I recall multiple discussions with my colleagues about whether this would qualify as insider trading, as well as the relative difficulty involved in ascertaining whether or how news of developments at one public company might affect the shares of another. We concluded that the complexities of carrying out such a successful scheme made it unlikely to occur with significant frequency.

The SEC shines a light on ‘shadow trading’

A recently published article, based on statistical analysis, claimed that insiders used non-public information to trade in what the article characterized as “economically-linked” firms, a practice it called shadow trading, and suggested increased regulatory attention was warranted.

Regardless of how robust the statistical analysis might have been, however, enforcement activity must rely on admissible evidence relating to specific persons, not merely numerical inferences based on industry analysis. Thus, it seemed unlikely that there would be an enforcement case unless the perfect situation was presented.

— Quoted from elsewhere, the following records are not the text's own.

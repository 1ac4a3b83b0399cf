pub mod campaigns;
pub mod chat;
pub mod contacts;
pub mod health;
pub mod metrics;
pub mod orders;
pub mod proofs;
pub mod quotes;
pub mod social;
pub mod tasks;
pub mod tenants;
pub mod webhooks;

use axum::http::StatusCode;
use axum::Json;
use serde_json::{json, Value};

pub(crate) type ApiError = (StatusCode, Json<Value>);

pub(crate) fn internal_error(e: anyhow::Error) -> ApiError {
    (
        StatusCode::INTERNAL_SERVER_ERROR,
        Json(json!({ "error": e.to_string() })),
    )
}

pub(crate) fn not_found(what: &str) -> ApiError {
    (
        StatusCode::NOT_FOUND,
        Json(json!({ "error": format!("{what} not found") })),
    )
}

pub(crate) fn bad_request(msg: impl Into<String>) -> ApiError {
    (
        StatusCode::BAD_REQUEST,
        Json(json!({ "error": msg.into() })),
    )
}
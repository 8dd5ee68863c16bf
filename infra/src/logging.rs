//! Tracing subscriber initialization.

use st_shared::config::{LogFormat, LoggingConfig};
use tracing_subscriber::EnvFilter;

/// Install the global subscriber described by `config`.
///
/// `RUST_LOG` overrides the configured level. Calling this again after a
/// subscriber is installed has no effect; the return value tells whether this
/// call installed it.
pub fn init_tracing(config: &LoggingConfig) -> bool {
    let filter = EnvFilter::try_from_default_env()
        .or_else(|_| EnvFilter::try_new(&config.level))
        .unwrap_or_else(|_| EnvFilter::new("info"));

    let builder = tracing_subscriber::fmt()
        .with_env_filter(filter)
        .with_file(config.source_location)
        .with_line_number(config.source_location);

    let installed = match config.format {
        LogFormat::Json => builder.json().with_target(false).try_init(),
        LogFormat::Pretty => builder.pretty().with_ansi(config.colored).try_init(),
        LogFormat::Compact => builder.compact().with_ansi(config.colored).try_init(),
    };

    installed.is_ok()
}

#[cfg(test)]
mod tests {
    use super::*;

    #[test]
    fn test_second_init_is_noop() {
        let config = LoggingConfig {
            level: "warn".to_string(),
            format: LogFormat::Compact,
            colored: false,
            source_location: false,
        };

        init_tracing(&config);
        assert!(!init_tracing(&config));
    }
}
//! Per-user purge of refresh tokens that can no longer be used.

use chrono::{DateTime, Duration, Utc};
use std::sync::Arc;
use tracing::{error, info};
use uuid::Uuid;

use crate::errors::DomainError;
use crate::repositories::{RecordPredicate, RefreshTokenStore, StoreOperation};

/// Removes a user's revoked or expired refresh tokens once they are older
/// than the retention window. Active tokens are never touched.
pub struct StaleTokenReaper<S: RefreshTokenStore> {
    store: Arc<S>,
    retention: Duration,
}

impl<S: RefreshTokenStore> Clone for StaleTokenReaper<S> {
    fn clone(&self) -> Self {
        Self {
            store: Arc::clone(&self.store),
            retention: self.retention,
        }
    }
}

impl<S: RefreshTokenStore> StaleTokenReaper<S> {
    pub fn new(store: Arc<S>, retention: Duration) -> Self {
        Self { store, retention }
    }

    pub fn retention(&self) -> Duration {
        self.retention
    }

    /// Predicate selecting what a purge at `now` removes
    pub fn predicate(&self, now: DateTime<Utc>) -> RecordPredicate {
        RecordPredicate::Inactive {
            as_of: now,
            issued_before: now - self.retention,
        }
    }

    /// The purge as a batch operation, for callers that commit it together with other writes
    pub fn purge_operation(&self, user_id: Uuid, now: DateTime<Utc>) -> StoreOperation {
        StoreOperation::RemoveWhere {
            user_id,
            predicate: self.predicate(now),
        }
    }

    /// Purge on its own
    ///
    /// # Returns
    /// * `Ok(usize)` - Number of records removed
    /// * `Err(DomainError)` - Storage error
    pub async fn purge(&self, user_id: Uuid, now: DateTime<Utc>) -> Result<usize, DomainError> {
        match self.store.remove_where(user_id, self.predicate(now)).await {
            Ok(removed) => {
                if removed > 0 {
                    info!(user_id = %user_id, removed, "Purged stale refresh tokens");
                }
                Ok(removed)
            }
            Err(e) => {
                error!(user_id = %user_id, error = %e, "Failed to purge stale refresh tokens");
                Err(e)
            }
        }
    }
}
//! In-memory implementation of UserDirectory

use async_trait::async_trait;
use std::collections::HashMap;
use std::sync::Arc;
use tokio::sync::RwLock;
use uuid::Uuid;

use crate::errors::DomainError;

use super::trait_::UserDirectory;

#[derive(Debug, Clone)]
struct DirectoryEntry {
    email: String,
    roles: Vec<String>,
    active: bool,
}

/// In-memory user directory
#[derive(Clone, Default)]
pub struct InMemoryUserDirectory {
    users: Arc<RwLock<HashMap<Uuid, DirectoryEntry>>>,
}

impl InMemoryUserDirectory {
    /// Create a new empty directory
    pub fn new() -> Self {
        Self::default()
    }

    /// Insert or replace an active user
    pub async fn upsert(&self, user_id: Uuid, email: impl Into<String>, roles: &[&str]) {
        let mut users = self.users.write().await;
        users.insert(
            user_id,
            DirectoryEntry {
                email: email.into(),
                roles: roles.iter().map(|r| r.to_string()).collect(),
                active: true,
            },
        );
    }

    /// Replace the roles of an existing user
    pub async fn set_roles(&self, user_id: Uuid, roles: &[&str]) -> bool {
        let mut users = self.users.write().await;
        match users.get_mut(&user_id) {
            Some(entry) => {
                entry.roles = roles.iter().map(|r| r.to_string()).collect();
                true
            }
            None => false,
        }
    }

    pub async fn deactivate(&self, user_id: Uuid) -> bool {
        let mut users = self.users.write().await;
        match users.get_mut(&user_id) {
            Some(entry) => {
                entry.active = false;
                true
            }
            None => false,
        }
    }

    pub async fn remove(&self, user_id: Uuid) -> bool {
        self.users.write().await.remove(&user_id).is_some()
    }
}

#[async_trait]
impl UserDirectory for InMemoryUserDirectory {
    async fn resolve_roles(&self, user_id: Uuid) -> Result<Vec<String>, DomainError> {
        let users = self.users.read().await;
        Ok(users.get(&user_id).map(|u| u.roles.clone()).unwrap_or_default())
    }

    async fn resolve_email(&self, user_id: Uuid) -> Result<Option<String>, DomainError> {
        let users = self.users.read().await;
        Ok(users.get(&user_id).map(|u| u.email.clone()))
    }

    async fn is_active(&self, user_id: Uuid) -> Result<bool, DomainError> {
        let users = self.users.read().await;
        Ok(users.get(&user_id).map(|u| u.active).unwrap_or(false))
    }
}
//! Issuance provenance embedded in stored records.

use serde::{Deserialize, Serialize};
use uuid::Uuid;

/// Who created a record and from where
#[derive(Debug, Clone, Default, PartialEq, Eq, Serialize, Deserialize)]
pub struct AuditInfo {
    /// Client IP of the issuing request
    pub created_by_ip: Option<String>,

    /// Principal on whose behalf the record was created
    pub created_by_user_id: Option<Uuid>,
}

impl AuditInfo {
    pub fn new(created_by_ip: Option<String>, created_by_user_id: Option<Uuid>) -> Self {
        Self {
            created_by_ip,
            created_by_user_id,
        }
    }
}
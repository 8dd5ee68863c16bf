pub mod r#trait {
    pub use super::trait_::*;
}
#[path = "trait.rs"]
mod trait_;
pub mod memory;

pub use memory::InMemoryTokenStore;
pub use r#trait::{CommitReport, RecordPredicate, RefreshTokenStore, StoreOperation};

Apparently, the perfect scenario finally arose in a case filed by the SEC on August 21 in the U.S. District Court for the Northern District of California. Matthew Panuwat, an insider at a healthcare company, traded securities of a competitor upon learning that his company would soon be acquired by Pfizer. He allegedly calculated that the acquisition would make competitors attractive acquisition targets.

So, what does this mean? Does this mark the beginning of an aggressive new enforcement push to expand the scope of insider trading to include any misuse of confidential information? Is it effectively the grafting of anti-trading prohibitions on corporate insiders?

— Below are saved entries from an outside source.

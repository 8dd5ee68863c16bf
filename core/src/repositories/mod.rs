pub mod token;
pub mod user;

pub use token::{
    CommitReport, InMemoryTokenStore, RecordPredicate, RefreshTokenStore, StoreOperation,
};
pub use user::{InMemoryUserDirectory, UserDirectory};
//! Credential issuance configuration

use serde::{Deserialize, Serialize};

use crate::errors::ConfigError;

/// Minimum signing secret length in bytes (HS256 key size)
pub const MIN_SECRET_BYTES: usize = 32;

/// Allowed access token lifetime in minutes
pub const ACCESS_TTL_MINUTES_RANGE: std::ops::RangeInclusive<i64> = 1..=1440;

/// Allowed refresh token lifetime in days
pub const REFRESH_TTL_DAYS_RANGE: std::ops::RangeInclusive<i64> = 1..=30;

/// Allowed retention window for inactive refresh tokens in days
pub const RETENTION_DAYS_RANGE: std::ops::RangeInclusive<i64> = 0..=3650;

const DEFAULT_SECRET: &str = "development-secret-please-change-in-production";

/// JWT signing and token lifetime configuration
#[derive(Debug, Clone, Deserialize, Serialize)]
pub struct JwtConfig {
    /// Symmetric signing secret (at least 32 bytes)
    pub secret: String,

    /// JWT issuer claim
    #[serde(default = "default_issuer")]
    pub issuer: String,

    /// JWT audience claim
    #[serde(default = "default_audience")]
    pub audience: String,

    /// Access token lifetime in minutes
    #[serde(default = "default_access_ttl")]
    pub access_token_ttl_minutes: i64,

    /// Refresh token lifetime in days
    #[serde(default = "default_refresh_ttl")]
    pub refresh_token_ttl_days: i64,
}

impl Default for JwtConfig {
    fn default() -> Self {
        Self {
            secret: String::from(DEFAULT_SECRET),
            issuer: default_issuer(),
            audience: default_audience(),
            access_token_ttl_minutes: default_access_ttl(),
            refresh_token_ttl_days: default_refresh_ttl(),
        }
    }
}

impl JwtConfig {
    /// Create a new JWT configuration with secret
    pub fn new(secret: impl Into<String>) -> Self {
        Self {
            secret: secret.into(),
            ..Default::default()
        }
    }

    /// Set access token lifetime in minutes
    pub fn with_access_ttl_minutes(mut self, minutes: i64) -> Self {
        self.access_token_ttl_minutes = minutes;
        self
    }

    /// Set refresh token lifetime in days
    pub fn with_refresh_ttl_days(mut self, days: i64) -> Self {
        self.refresh_token_ttl_days = days;
        self
    }

    /// Check if using default secret (security warning)
    pub fn is_using_default_secret(&self) -> bool {
        self.secret == DEFAULT_SECRET
    }

    /// Check every recognized option against its allowed range
    pub fn validate(&self) -> Result<(), ConfigError> {
        if self.secret.len() < MIN_SECRET_BYTES {
            return Err(ConfigError::SecretTooShort {
                min: MIN_SECRET_BYTES,
                actual: self.secret.len(),
            });
        }
        if self.issuer.trim().is_empty() {
            return Err(ConfigError::Missing {
                field: "jwt.issuer".to_string(),
            });
        }
        if self.audience.trim().is_empty() {
            return Err(ConfigError::Missing {
                field: "jwt.audience".to_string(),
            });
        }
        if !ACCESS_TTL_MINUTES_RANGE.contains(&self.access_token_ttl_minutes) {
            return Err(ConfigError::OutOfRange {
                field: "jwt.access_token_ttl_minutes".to_string(),
                min: *ACCESS_TTL_MINUTES_RANGE.start(),
                max: *ACCESS_TTL_MINUTES_RANGE.end(),
                actual: self.access_token_ttl_minutes,
            });
        }
        if !REFRESH_TTL_DAYS_RANGE.contains(&self.refresh_token_ttl_days) {
            return Err(ConfigError::OutOfRange {
                field: "jwt.refresh_token_ttl_days".to_string(),
                min: *REFRESH_TTL_DAYS_RANGE.start(),
                max: *REFRESH_TTL_DAYS_RANGE.end(),
                actual: self.refresh_token_ttl_days,
            });
        }
        Ok(())
    }
}

/// Stale refresh token cleanup configuration
#[derive(Debug, Clone, Default, Deserialize, Serialize)]
pub struct ReaperConfig {
    /// Days an inactive token is kept after issuance before it may be purged.
    /// Zero purges every inactive token.
    #[serde(default)]
    pub retention_days: i64,
}

/// Complete credential configuration
#[derive(Debug, Clone, Default, Deserialize, Serialize)]
pub struct AuthConfig {
    /// JWT configuration
    pub jwt: JwtConfig,

    /// Stale token cleanup
    #[serde(default)]
    pub reaper: ReaperConfig,
}

impl AuthConfig {
    /// Create from environment variables
    pub fn from_env() -> Self {
        let defaults = JwtConfig::default();
        let jwt = JwtConfig {
            secret: std::env::var("JWT_SECRET").unwrap_or(defaults.secret),
            issuer: std::env::var("JWT_ISSUER").unwrap_or(defaults.issuer),
            audience: std::env::var("JWT_AUDIENCE").unwrap_or(defaults.audience),
            access_token_ttl_minutes: env_or("JWT_ACCESS_TOKEN_TTL_MINUTES", defaults.access_token_ttl_minutes),
            refresh_token_ttl_days: env_or("JWT_REFRESH_TOKEN_TTL_DAYS", defaults.refresh_token_ttl_days),
        };

        Self {
            jwt,
            reaper: ReaperConfig {
                retention_days: env_or("REFRESH_TOKEN_RETENTION_DAYS", 0),
            },
        }
    }

    /// Validate the JWT section and the reaper window
    pub fn validate(&self) -> Result<(), ConfigError> {
        self.jwt.validate()?;
        if !RETENTION_DAYS_RANGE.contains(&self.reaper.retention_days) {
            return Err(ConfigError::OutOfRange {
                field: "reaper.retention_days".to_string(),
                min: *RETENTION_DAYS_RANGE.start(),
                max: *RETENTION_DAYS_RANGE.end(),
                actual: self.reaper.retention_days,
            });
        }
        Ok(())
    }
}

fn env_or(key: &str, default: i64) -> i64 {
    std::env::var(key)
        .ok()
        .and_then(|v| v.parse().ok())
        .unwrap_or(default)
}

fn default_issuer() -> String {
    String::from("shiptrack")
}

fn default_audience() -> String {
    String::from("shiptrack-api")
}

fn default_access_ttl() -> i64 {
    15
}

fn default_refresh_ttl() -> i64 {
    7
}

Probably not, in large part because this was truly a perfect storm of a case presenting facts that might be very unlikely to recur with great frequency. Among other things:

      • Panuwat agreed in writing to keep information learned on the job confidential;
      • Panuwat explicitly agreed not to use confidential information to trade in the securities of other companies;
      • The transactions were short-term, out of the money options (e., trades most likely to lose money absent the immediate announcement of market-moving news). He also had never made similar trades before;
      • The trades were made on his work computer, within a few minutes of learning of the acquisition.

It is also going to be a challenge for the SEC to convince the district court Panuwat’s actions legally amounts to insider trading, or even if it does, to use this case as a baseline for future cases. Clearly the SEC recognizes the tenuousness of its legal position, based on the timing of the lawsuit. Even though the facts are very simple, and likely to be uncontroverted in large part, the action was filed only days before the expiration of the limitations period. This suggests that whether or not to bring the case was a subject of discussion and doubt at the Commission, and that it was likely a last-minute decision to do so.

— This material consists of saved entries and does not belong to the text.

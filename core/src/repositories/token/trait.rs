//! Refresh token store trait defining the interface for record persistence.

use async_trait::async_trait;
use chrono::{DateTime, Utc};
use uuid::Uuid;

use crate::domain::entities::{RefreshTokenRecord, Revocation};
use crate::errors::DomainError;

/// Filter for bulk removal. A closed set so SQL adapters can translate it.
#[derive(Debug, Clone, Copy, PartialEq, Eq)]
pub enum RecordPredicate {
    /// Revoked or expired as of `as_of`, and issued at or before `issued_before`
    Inactive {
        as_of: DateTime<Utc>,
        issued_before: DateTime<Utc>,
    },
}

impl RecordPredicate {
    /// Evaluate against a record in memory
    pub fn matches(&self, record: &RefreshTokenRecord) -> bool {
        match *self {
            RecordPredicate::Inactive { as_of, issued_before } => {
                !record.is_active(as_of) && record.issued_at() <= issued_before
            }
        }
    }
}

/// One write inside an atomic batch
#[derive(Debug, Clone)]
pub enum StoreOperation {
    /// Insert a new record. A duplicate hash aborts the batch.
    Add(RefreshTokenRecord),

    /// Compare-and-set revoke. Aborts the batch unless the record exists and is not revoked.
    MarkRevoked { id: Uuid, revocation: Revocation },

    /// Write-once successor link. Aborts the batch unless the record exists and is unlinked.
    LinkReplacement { id: Uuid, replaced_by_token_hash: String },

    /// Delete the user's records matching the predicate
    RemoveWhere { user_id: Uuid, predicate: RecordPredicate },
}

/// Summary of a committed batch
#[derive(Debug, Clone, Copy, Default, PartialEq, Eq)]
pub struct CommitReport {
    /// Records added
    pub added: usize,
    /// Records deleted by `RemoveWhere`
    pub removed: usize,
}

/// Store trait for refresh token records, keyed by token hash
///
/// # Atomicity
/// `commit_atomic` applies every operation or none of them, isolated from
/// other batches. Its compare-and-set semantics are the only concurrency gate
/// the rotator relies on: of two batches revoking the same record, exactly
/// one commits and the other fails with `DomainError::Conflict`.
#[async_trait]
pub trait RefreshTokenStore: Send + Sync {
    /// Find a record by the hash of its opaque value
    ///
    /// # Returns
    /// * `Ok(Some(record))` - Record found (in any state)
    /// * `Ok(None)` - No record has this hash
    /// * `Err(DomainError)` - Storage error
    async fn find_by_hash(&self, token_hash: &str) -> Result<Option<RefreshTokenRecord>, DomainError>;

    /// All records of a user, in any state, newest first
    async fn find_by_user_id(&self, user_id: Uuid) -> Result<Vec<RefreshTokenRecord>, DomainError>;

    /// Insert a single record
    ///
    /// # Returns
    /// * `Err(DomainError::Conflict)` - The hash is already stored
    async fn add(&self, record: RefreshTokenRecord) -> Result<RefreshTokenRecord, DomainError>;

    /// Revoke a single record if it is not revoked yet
    ///
    /// # Returns
    /// * `Ok(true)` - The record transitioned to Revoked
    /// * `Ok(false)` - Not found or already revoked
    async fn mark_revoked(&self, id: Uuid, revocation: &Revocation) -> Result<bool, DomainError>;

    /// Link a successor hash if none is linked yet
    ///
    /// # Returns
    /// * `Ok(true)` - Link written
    /// * `Ok(false)` - Not found or already linked
    async fn link_replacement(&self, id: Uuid, replaced_by_token_hash: &str) -> Result<bool, DomainError>;

    /// Delete a user's records matching `predicate`
    ///
    /// # Returns
    /// * `Ok(usize)` - Number of records deleted
    async fn remove_where(&self, user_id: Uuid, predicate: RecordPredicate) -> Result<usize, DomainError>;

    /// Apply a batch of operations as one atomic, isolated unit
    ///
    /// # Returns
    /// * `Ok(CommitReport)` - Every operation applied
    /// * `Err(DomainError::Conflict)` - A compare-and-set or uniqueness check failed; nothing applied
    /// * `Err(DomainError)` - Storage error; nothing applied
    async fn commit_atomic(&self, operations: Vec<StoreOperation>) -> Result<CommitReport, DomainError>;
}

Guidance and best practices

So, what does this mean going forward for corporate insiders and their legal counsel? Does this herald a new era of shadow trading cases? In all likelihood, probably not, absent fact scenarios like the Panuwat case. And even that depends on the case surviving a motion to dismiss and review by the U.S. Court of Appeals for the Ninth Circuit.

The situation does, however, point to the importance of companies adopting policies that clarify the importance of employees keeping material non-public information confidential, including not using it to trade securities of any company, not just those of the employer. This way, companies can avoid both enforcement cases and private litigation that alleges the company had inadequate controls.

While the Panuwat case might not herald a new policy to attack shadow trading specifically, its importance might lie instead in its indicating an increased willingness of the SEC to forcefully push the boundaries of the securities laws.

With the change in administrations and new leadership at the SEC, the sun might be rising on a new day of SEC aggressiveness.